**AIM OF THE EXERCISE:** Please reproduce the data below exactly, from the first line through the line containing "pub type Result<T>", and leave every later line out.

**DATA EXTRACT:**

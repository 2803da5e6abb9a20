//! Error type shared by the jailer, its stores and the address set gateway.

use thiserror::Error;

/// Crate-wide result alias.
pub type Result<T> = std::result::Result<T, JailError>;

/// Error from the jail, an infraction store or the address set.
#[derive(Debug, Error)]
pub enum JailError {
    /// Malformed address, or malformed data read back from a store.
    #[error("invalid {what}: {value:?}")]
    Validation { what: &'static str, value: String },

    /// The external address set is full.
    #[error("address set {set} is at maximum capacity ({capacity} entries)")]
    CapacityExceeded { set: String, capacity: usize },

    /// Version conflicts exhausted every attempt.
    #[error("lock contention attempting to {op} {addr} after {attempts} attempts")]
    LockContention {
        op: &'static str,
        addr: String,
        attempts: u32,
    },

    /// Network failure or timeout against the store or the address set.
    #[error("transient failure: {0}")]
    Transient(String),

    /// Startup could not resolve a required collaborator.
    #[error("configuration error: {0}")]
    Configuration(String),
}

impl JailError {
    pub(crate) fn validation(what: &'static str, value: impl Into<String>) -> Self {
        JailError::Validation {
            what,
            value: value.into(),
        }
    }

    pub(crate) fn timeout(what: &str) -> Self {
        JailError::Transient(format!("{} timed out", what))
    }

    /// Whether retrying the same operation later may succeed.
    pub fn is_transient(&self) -> bool {
        matches!(self, JailError::Transient(_))
    }

    /// Whether the error means the ban could not be applied right now.
    ///
    /// The reporting layer maps these to a service-unavailable response.
    pub fn is_unavailable(&self) -> bool {
        matches!(
            self,
            JailError::CapacityExceeded { .. }
                | JailError::LockContention { .. }
                | JailError::Transient(_)
        )
    }
}

impl From<redis::RedisError> for JailError {
    fn from(e: redis::RedisError) -> Self {
        JailError::Transient(format!("redis: {}", e))
    }
}

impl From<std::io::Error> for JailError {
    fn from(e: std::io::Error) -> Self {
        JailError::Transient(format!("io: {}", e))
    }
}
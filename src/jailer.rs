//! Jail facade.

use crate::address::Address;
use crate::clock::{Clock, SystemClock};
use crate::config::{Config, StoreBackend};
use crate::error::{JailError, Result};
use crate::ipset::aws::AwsWafProvider;
use crate::ipset::AddressSetGateway;
use crate::policy::JailPolicy;
use crate::reconciler::{jitter, Reconciler, ReconcilerHandle, Schedule};
use crate::store::memory::MemoryStore;
use crate::store::redis::RedisStore;
use crate::store::{AddressScan, InfractionStore};
use async_trait::async_trait;
use std::collections::BTreeSet;
use std::fmt::Write;
use std::sync::atomic::{AtomicBool, Ordering};
use std::sync::Arc;
use std::time::Duration;
use tokio::sync::Mutex;
use tracing::{debug, info};

/// Timestamp format of the state dump.
const TIME_FORMAT: &str = "%Y-%m-%dT%H:%M:%S";

/// Infraction-driven banning.
#[async_trait]
pub trait Jail: Send + Sync {
    /// Record an infraction, banning the address once the policy says so.
    ///
    /// The infraction stays recorded even if the ban then fails.
    async fn add_infraction(&self, addr: &Address) -> Result<()>;

    /// Add the address to the banned set. A no-op if already present.
    async fn ban(&self, addr: &Address) -> Result<()>;

    /// Remove the address from the banned set. A no-op if absent.
    async fn unban(&self, addr: &Address) -> Result<()>;

    /// Stop background work and release the store. Safe to call twice.
    async fn close(&self) -> Result<()>;

    /// Human-readable dump of every record, one line per address.
    async fn write_state(&self, out: &mut (dyn Write + Send)) -> Result<()>;
}

/// [`Jail`] over an infraction store and an external address set.
pub struct Jailer {
    policy: JailPolicy,
    store: Arc<dyn InfractionStore>,
    gateway: Arc<AddressSetGateway>,
    clock: Arc<dyn Clock>,
    reconciler: Arc<Reconciler>,
    handle: Mutex<Option<ReconcilerHandle>>,
    closed: AtomicBool,
}

impl Jailer {
    /// Create a jailer. Nothing runs in the background until [`Jailer::start`].
    pub fn new(
        policy: JailPolicy,
        store: Arc<dyn InfractionStore>,
        gateway: Arc<AddressSetGateway>,
        clock: Arc<dyn Clock>,
    ) -> Self {
        let reconciler = Arc::new(Reconciler::new(
            policy,
            store.clone(),
            gateway.clone(),
            clock.clone(),
        ));

        Self {
            policy,
            store,
            gateway,
            clock,
            reconciler,
            handle: Mutex::new(None),
            closed: AtomicBool::new(false),
        }
    }

    /// Build and start a jailer from configuration.
    pub async fn from_config(config: &Config) -> Result<Self> {
        let provider = Arc::new(AwsWafProvider::new(
            config.ip_set.aws_cli.clone(),
            config.ip_set.region.clone(),
        ));
        let gateway = AddressSetGateway::connect(
            provider,
            &config.ip_set.name,
            Duration::from_millis(config.ip_set.timeout_ms),
        )
        .await?;

        let store: Arc<dyn InfractionStore> = match config.store.backend {
            StoreBackend::Memory => Arc::new(MemoryStore::new()),
            StoreBackend::Redis => Arc::new(
                RedisStore::connect(
                    &config.store.redis_url,
                    &config.store.key_prefix,
                    config.jail.ban_time(),
                    Duration::from_millis(config.store.timeout_ms),
                )
                .await?,
            ),
        };
        store
            .ping()
            .await
            .map_err(|e| JailError::Configuration(format!("{} store unreachable: {}", store.name(), e)))?;

        let policy = config.jail.policy();
        info!(
            max_retry = policy.max_retry,
            find_time = config.jail.find_time_seconds,
            ban_time = config.jail.ban_time_seconds,
            store = store.name(),
            set = gateway.name(),
            "Jail initialized"
        );

        let jailer = Self::new(policy, store, Arc::new(gateway), Arc::new(SystemClock));
        let schedule = Schedule::every(Duration::from_secs(config.reconciler.period_seconds))
            .with_jitter(Duration::from_secs(config.reconciler.jitter_seconds));
        jailer
            .start(
                schedule,
                Duration::from_secs(config.reconciler.startup_jitter_seconds),
            )
            .await?;

        Ok(jailer)
    }

    /// Back-fill the current set members, then start the reconciler.
    ///
    /// Waits a random delay of up to `startup_jitter` first. Calling this on
    /// a running or closed jailer does nothing.
    pub async fn start(&self, schedule: Schedule, startup_jitter: Duration) -> Result<()> {
        let mut handle = self.handle.lock().await;
        if handle.is_some() || self.closed.load(Ordering::SeqCst) {
            return Ok(());
        }

        let delay = jitter(startup_jitter);
        if !delay.is_zero() {
            info!(delay_ms = delay.as_millis() as u64, "Delaying startup");
            tokio::time::sleep(delay).await;
        }

        self.reconciler.backfill().await?;
        *handle = Some(self.reconciler.clone().spawn(schedule));

        info!(
            period_seconds = schedule.period.as_secs(),
            jitter_seconds = schedule.jitter.as_secs(),
            "Reconciler started"
        );
        Ok(())
    }

    fn ensure_open(&self) -> Result<()> {
        if self.closed.load(Ordering::SeqCst) {
            return Err(JailError::Transient("jail is closed".to_string()));
        }
        Ok(())
    }
}

fn state_error(_: std::fmt::Error) -> JailError {
    JailError::Transient("unable to write state".to_string())
}

#[async_trait]
impl Jail for Jailer {
    async fn add_infraction(&self, addr: &Address) -> Result<()> {
        self.ensure_open()?;

        let now = self.clock.now();
        let len = self.store.append(addr, now).await?;
        debug!(addr = %addr, at = %now.format(TIME_FORMAT), infractions = len, "Infraction recorded");

        if len < self.policy.max_retry {
            return Ok(());
        }

        let infractions = self.store.list(addr).await?;
        let count = self.policy.count_in_window(&infractions, now);
        if count < self.policy.max_retry {
            return Ok(());
        }

        if self.gateway.contains(addr).await? {
            debug!(addr = %addr, "Already banned");
            return Ok(());
        }

        info!(addr = %addr, infractions = count, "Banning after {} infractions", count);
        self.ban(addr).await
    }

    async fn ban(&self, addr: &Address) -> Result<()> {
        self.ensure_open()?;
        self.gateway.add(addr).await
    }

    async fn unban(&self, addr: &Address) -> Result<()> {
        self.ensure_open()?;
        self.gateway.del(addr).await
    }

    async fn close(&self) -> Result<()> {
        if self.closed.swap(true, Ordering::SeqCst) {
            return Ok(());
        }

        if let Some(handle) = self.handle.lock().await.take() {
            handle.shutdown().await;
        }
        self.store.close().await?;

        info!("Jail closed");
        Ok(())
    }

    async fn write_state(&self, out: &mut (dyn Write + Send)) -> Result<()> {
        let mut addresses = BTreeSet::new();
        let mut scan = AddressScan::new(self.store.as_ref());
        while let Some(page) = scan.next_page().await? {
            addresses.extend(page);
        }

        let now = self.clock.now();
        for addr in addresses {
            let infractions = match self.store.list(&addr).await {
                Ok(infractions) => infractions,
                Err(e) => {
                    writeln!(out, "{}: <{}>", addr, e).map_err(state_error)?;
                    continue;
                }
            };
            if infractions.is_empty() {
                continue;
            }

            write!(out, "{}:", addr).map_err(state_error)?;
            for at in &infractions {
                write!(out, " {}", at.format(TIME_FORMAT)).map_err(state_error)?;
            }

            let verdict = self.policy.evaluate(&infractions, now);
            let line_end = match verdict.banned_until {
                Some(until) if verdict.is_banned(now) => {
                    writeln!(out, " (banned until {})", until.format(TIME_FORMAT))
                }
                _ => writeln!(out),
            };
            line_end.map_err(state_error)?;
        }

        Ok(())
    }
}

**TASK SOLUTION:**
repository 2803da5e6abb9a20
//! Error type shared by the jailer, its stores and the address set gateway.

use thiserror::Error;

/// Crate-wide result alias.
pub type Result<T> = std::result::Result<T, JailError>;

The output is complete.